I am planning on entering at least the first 2 events as a boater to see how I do. If anyone is interested in going as a co-angler let me know so we can enter together and get priority. Will also be willing to split hotel costs and transportation costs since I have to drive anyway. PM me if interested.


----------



## fishingredhawk (Apr 14, 2004)

??? How about me?


----------



## Nickadams (May 1, 2004)

You told me you didn't want to do the BFL's, dorkus. If you do then consider it done. When are your exams over? The first one is at Indian 5/11.


----------



## Nickadams (May 1, 2004)

Ok, Mike had a brain fart. I still need a co-angler. To clarify, we would not be fishing together but when we enter together we get a guaranteed spot in the tournament.


----------



## misfit (Apr 5, 2004)

> Ok, Mike had a brain fart.


 LOL.he must be hitting the books too hard and it fuzzed up his brain


----------



## fishingredhawk (Apr 14, 2004)

haha, I am. 4 hour test today, 4 hour test monday...plus I can't take my eyes off the college football.

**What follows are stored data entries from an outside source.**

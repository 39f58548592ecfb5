use bevy_ecs::system::Res;

use crate::guard::RaidGuard;

// Bevy run condition functions (for use with `.run_if()`).

/// An idle monitor costs nothing until a breach starts it.
pub fn monitor_running(guard: Res<RaidGuard>) -> bool {
    guard.raids().is_running()
}
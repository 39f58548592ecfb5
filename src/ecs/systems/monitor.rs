//! Raid sweep system (Monitor phase), gated by `monitor_running`.

use bevy_app::{App, Plugin};
use bevy_ecs::resource::Resource;
use bevy_ecs::schedule::IntoScheduleConfigs;
use bevy_ecs::system::{Res, ResMut};

use crate::ecs::conditions::monitor_running;
use crate::ecs::schedule::{GuardPhase, GuardTick};
use crate::guard::RaidGuard;
use crate::raid::PollReport;

/// Report of the most recent sweep step.
#[derive(Resource, Debug, Default)]
pub struct LastPoll(pub PollReport);

pub struct MonitorPlugin;

impl Plugin for MonitorPlugin {
    fn build(&self, app: &mut App) {
        app.init_resource::<LastPoll>();
        app.add_systems(
            GuardTick,
            poll_raids
                .run_if(monitor_running)
                .in_set(GuardPhase::Monitor),
        );
    }
}

fn poll_raids(guard: Res<RaidGuard>, mut last: ResMut<LastPoll>) {
    let report = guard.poll();
    if report.faults > 0 {
        tracing::warn!("raid sweep step had {} host fault(s)", report.faults);
    }
    last.0 = report;
}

Sorry to hijack your post Adam. Peace, I'm out...


----------



## Bass_Hawg (Apr 12, 2004)

I think I could, at the least, do the first one at Indian Lake. I am Really wanting to fish this but have not really ever had the opertunity. I will shoot you a PM with my PHone Number if you wouldnt mind giving me a call.


----------



## Nickadams (May 1, 2004)

I am still looking for a co-angler... Even if you only want to fish one event let me know. We can share room expenses and you can pre-fish w/ me.


----------



## 1badmthrfisher (Apr 4, 2005)

If this position is still open please let me know. I am very interested!

Dave


----------



## Nickadams (May 1, 2004)

Yep, I am still looking!


----------



## 1badmthrfisher (Apr 4, 2005)

what r the details???


----------



## Nickadams (May 1, 2004)

Spot has been filled. Thanks Jerry!


----------